“It is a lot more than we expected,” said Katharina Klenke, who organised the protest through a specially created website. According to Klenke, 100 applications became over 1,000 participants, who had come from all over Germany. Rüsselsheim is home to the headquarters of the 147-year-old company and one of the four Opel plants in Germany currently under threat.
The Opel-lovers, who came in vintage and modern Opel brands, met early in the morning at various pre-arranged points in the region, before building a convoy that eventually gathered on the car park in front of Opel headquarters, the Adam-Opel-Haus. T-shirts with a “We Are Opel” slogan printed on them appeared in their hundreds.

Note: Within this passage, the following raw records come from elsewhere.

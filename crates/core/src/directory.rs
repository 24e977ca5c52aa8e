// SPDX-License-Identifier: BUSL-1.1
// Copyright (c) 2026 Alfred Jean LLC

//! Directory slot: the element type of the Directory Status Table (DST).

use crate::ids::DirId;
use bitflags::bitflags;
use serde::{Deserialize, Serialize};

bitflags! {
    /// DST flag bits (spec §3.2).
    #[derive(Debug, Clone, Copy, PartialEq, Eq, Serialize, Deserialize)]
    #[serde(transparent)]
    pub struct DirFlags: u32 {
        const DIR_DISABLED            = 1 << 0;
        const DIR_STOPPED             = 1 << 1;
        const DIR_ALL_DISABLED_MIRROR = 1 << 2;
        const DIR_WARN                = 1 << 3;
        const DIR_ERROR               = 1 << 4;
    }
}

/// An element of the Directory Status Table.
#[derive(Debug, Clone, Serialize, Deserialize)]
pub struct DirectorySlot {
    pub dir_id: DirId,
    pub dir_alias: String,
    /// Host alias associated with this directory for the pull (retrieve)
    /// case; `None` for push-only directories.
    pub host_alias: Option<String>,
    pub no_of_time_entries: u32,
    /// Epoch milliseconds of the next scheduled scan.
    pub next_check_time: u64,
    pub flags: DirFlags,
    pub start_event_handle: u64,
    pub end_event_handle: u64,
}

impl DirectorySlot {
    pub fn new(dir_id: DirId, dir_alias: impl Into<String>) -> Self {
        Self {
            dir_id,
            dir_alias: dir_alias.into(),
            host_alias: None,
            no_of_time_entries: 0,
            next_check_time: 0,
            flags: DirFlags::empty(),
            start_event_handle: 0,
            end_event_handle: 0,
        }
    }

    pub fn is_pull_directory(&self) -> bool {
        self.host_alias.is_some()
    }

    /// Advances the next-scan deadline forward (SPEC_FULL §3.10), used by
    /// the in-process directory watcher after completing a poll. Unlike
    /// [`Self::force_rescan`], which only ever pulls the deadline earlier,
    /// this unconditionally sets it, including into the future.
    pub fn schedule_next_scan(&mut self, next_check_time_ms: u64) {
        self.next_check_time = next_check_time_ms;
    }

    /// Spec §3.2 invariant: rescanning is only permitted when
    /// `next_check_time > now` in scheduled mode. Forcing a rescan
    /// overwrites `next_check_time := now` and reports whether a
    /// `FORCE_REMOTE_DIR_CHECK` bus message must be emitted (iff a pull
    /// association exists).
    ///
    /// Returns `None` if the directory was already due (no-op: the
    /// scheduled scan will happen on its own).
    pub fn force_rescan(&mut self, now_ms: u64) -> Option<bool> {
        if self.next_check_time <= now_ms {
            return None;
        }
        self.next_check_time = now_ms;
        Some(self.is_pull_directory())
    }
}

#[cfg(test)]
#[path = "directory_tests.rs"]
mod tests;
// SPDX-License-Identifier: BUSL-1.1
// Copyright (c) 2026 Alfred Jean LLC

//! Shared table renderer for `afd list hosts` / `afd list dirs` output.
//!
//! Provides consistent column alignment, color application, and truncation
//! across list views.

use std::io::Write;

use crate::color;

/// Column text alignment.
pub enum Align {
    Left,
    Right,
}

/// How a cell's text is styled after padding.
pub enum CellStyle {
    Plain,
    Muted,
    Status,
}

/// A column definition in a [`Table`].
pub struct Column {
    pub name: &'static str,
    pub align: Align,
    pub style: CellStyle,
    pub min_width: Option<usize>,
    pub max_width: Option<usize>,
}

impl Column {
    pub fn left(name: &'static str) -> Self {
        Self {
            name,
            align: Align::Left,
            style: CellStyle::Plain,
            min_width: None,
            max_width: None,
        }
    }

    pub fn right(name: &'static str) -> Self {
        Self {
            name,
            align: Align::Right,
            style: CellStyle::Plain,
            min_width: None,
            max_width: None,
        }
    }

    pub fn muted(name: &'static str) -> Self {
        Self {
            name,
            align: Align::Left,
            style: CellStyle::Muted,
            min_width: None,
            max_width: None,
        }
    }

    pub fn status(name: &'static str) -> Self {
        Self {
            name,
            align: Align::Left,
            style: CellStyle::Status,
            min_width: None,
            max_width: None,
        }
    }

    pub fn with_max(mut self, max: usize) -> Self {
        self.max_width = Some(max);
        self
    }
}

/// A tabular renderer that auto-computes column widths from data.
pub struct Table {
    columns: Vec<Column>,
    rows: Vec<Vec<String>>,
    colorize: bool,
}

const SEP: &str = "  ";

impl Table {
    pub fn new(columns: Vec<Column>) -> Self {
        Self {
            columns,
            rows: Vec::new(),
            colorize: color::should_colorize(),
        }
    }

    #[cfg(test)]
    pub fn plain(columns: Vec<Column>) -> Self {
        Self {
            columns,
            rows: Vec::new(),
            colorize: false,
        }
    }

    pub fn row(&mut self, cells: Vec<String>) {
        self.rows.push(cells);
    }

    /// Render the full table (header + rows) to the given writer.
    ///
    /// Column widths are auto-computed from data. The last column is never
    /// padded. Color is applied after padding so ANSI escapes don't corrupt
    /// width calculations.
    pub fn render(&self, out: &mut impl Write) {
        if self.rows.is_empty() {
            return;
        }

        let widths = self.compute_widths();

        let header_cells: Vec<String> = self
            .columns
            .iter()
            .enumerate()
            .map(|(i, col)| {
                let is_last = i == self.columns.len() - 1;
                let w = widths[i];
                let padded = if is_last && matches!(col.align, Align::Left) {
                    col.name.to_string()
                } else {
                    pad(col.name, w, &col.align)
                };
                if self.colorize {
                    color::header(&padded)
                } else {
                    padded
                }
            })
            .collect();
        let _ = writeln!(out, "{}", header_cells.join(SEP));

        for row in &self.rows {
            let cells: Vec<String> = self
                .columns
                .iter()
                .enumerate()
                .map(|(i, col)| {
                    let is_last = i == self.columns.len() - 1;
                    let w = widths[i];
                    let raw = row.get(i).map(|s| s.as_str()).unwrap_or("");
                    let truncated = truncate(raw, col.max_width);
                    let padded = if is_last && matches!(col.align, Align::Left) {
                        truncated.to_string()
                    } else {
                        pad(truncated, w, &col.align)
                    };
                    stylize(&padded, &col.style, self.colorize)
                })
                .collect();
            let _ = writeln!(out, "{}", cells.join(SEP));
        }
    }

    fn compute_widths(&self) -> Vec<usize> {
        self.columns
            .iter()
            .enumerate()
            .map(|(i, col)| {
                let min = col.min_width.unwrap_or(col.name.len());
                let max_data = self
                    .rows
                    .iter()
                    .map(|row| {
                        let raw = row.get(i).map(|s| s.len()).unwrap_or(0);
                        match col.max_width {
                            Some(mw) => raw.min(mw),
                            None => raw,
                        }
                    })
                    .max()
                    .unwrap_or(0);
                min.max(max_data)
            })
            .collect()
    }
}

fn pad(text: &str, width: usize, align: &Align) -> String {
    match align {
        Align::Left => format!("{:<width$}", text),
        Align::Right => format!("{:>width$}", text),
    }
}

fn truncate(s: &str, max: Option<usize>) -> &str {
    match max {
        Some(m) if s.len() > m => &s[..m],
        _ => s,
    }
}

fn stylize(text: &str, style: &CellStyle, colorize: bool) -> String {
    if !colorize {
        return text.to_string();
    }
    match style {
        CellStyle::Plain => text.to_string(),
        CellStyle::Muted => color::muted(text),
        CellStyle::Status => color::status(text),
    }
}

#[cfg(test)]
#[path = "table_tests.rs"]
mod tests;
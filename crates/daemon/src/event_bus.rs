// SPDX-License-Identifier: BUSL-1.1
// Copyright (c) 2026 Alfred Jean LLC

//! Event bus for daemon communication.
//!
//! The `EventBus` writes events to the WAL before notifying the engine
//! loop, enabling crash recovery via snapshot + replay. Events are
//! buffered in memory and periodically flushed to disk (SPEC_FULL §3.6).

use afd_core::Event;
use afd_storage::{Wal, WalEntry, WalError};
use std::sync::Arc;

use parking_lot::Mutex;
use tokio::sync::mpsc;

/// Event bus backed by a WAL. Cloning shares the same underlying log.
#[derive(Clone)]
pub struct EventBus {
    wal: Arc<Mutex<Wal>>,
    wake_tx: mpsc::Sender<()>,
}

/// Reader half of the bus; the dispatch loop drains events from this.
pub struct EventReader {
    wal: Arc<Mutex<Wal>>,
    wake_rx: mpsc::Receiver<()>,
}

impl EventBus {
    /// Create a new event bus backed by the given WAL. Returns both the
    /// bus (for sending) and reader (for receiving).
    pub fn new(wal: Wal) -> (Self, EventReader) {
        let wal = Arc::new(Mutex::new(wal));
        let (wake_tx, wake_rx) = mpsc::channel(1);

        (
            Self {
                wal: Arc::clone(&wal),
                wake_tx,
            },
            EventReader { wal, wake_rx },
        )
    }

    /// Append an event to the WAL (buffered, not yet durable). Returns
    /// the assigned sequence number; call `flush()` to make it durable.
    pub fn send(&self, event: Event) -> Result<u64, WalError> {
        let seq = {
            let mut wal = self.wal.lock();
            wal.append(&event)?
        };
        // Non-blocking wake: if the channel is already full, the reader
        // is already awake and will see this entry on its next poll.
        let _ = self.wake_tx.try_send(());
        Ok(seq)
    }

    /// Flush the WAL to disk with a single fsync.
    pub fn flush(&self) -> Result<(), WalError> {
        let mut wal = self.wal.lock();
        wal.flush()
    }

    pub fn needs_flush(&self) -> bool {
        let wal = self.wal.lock();
        wal.needs_flush()
    }

    pub fn processed_seq(&self) -> u64 {
        let wal = self.wal.lock();
        wal.processed_seq()
    }

    pub fn wal(&self) -> Arc<Mutex<Wal>> {
        Arc::clone(&self.wal)
    }
}

impl EventReader {
    /// Wait for and return the next unprocessed event. Returns `None`
    /// once the bus is closed (every `EventBus` clone dropped).
    pub async fn recv(&mut self) -> Result<Option<WalEntry>, WalError> {
        loop {
            {
                let mut wal = self.wal.lock();
                if let Some(entry) = wal.next_unprocessed()? {
                    return Ok(Some(entry));
                }
            }

            if self.wake_rx.recv().await.is_none() {
                return Ok(None);
            }
        }
    }

    /// Mark an entry as processed. Durability comes from the next
    /// snapshot, not from this call.
    pub fn mark_processed(&self, seq: u64) {
        let mut wal = self.wal.lock();
        wal.mark_processed(seq);
    }

    pub fn wal(&self) -> Arc<Mutex<Wal>> {
        Arc::clone(&self.wal)
    }
}

#[cfg(test)]
#[path = "event_bus_tests.rs"]
mod tests;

Rüsselsheim's mayor Stefan Gieltowski did not take part in the protest, to the regret of Klenke: “What is more important than the jobs of those in the town?”
The German government is attempting to save the carmaker – a subsidiary of US giant General Motors (GM) – but has resisted calls to offer billions in state aid. Opel employs some 26,000 people in Germany.
Berlin is wrestling with GM's request for €3.3 billion in government funds from Germany and other European countries where it has factories. Opel has presented a "restructuring plan" which received a cool reception from the German authorities, and is currently the subject of fierce debate between the coalition parties.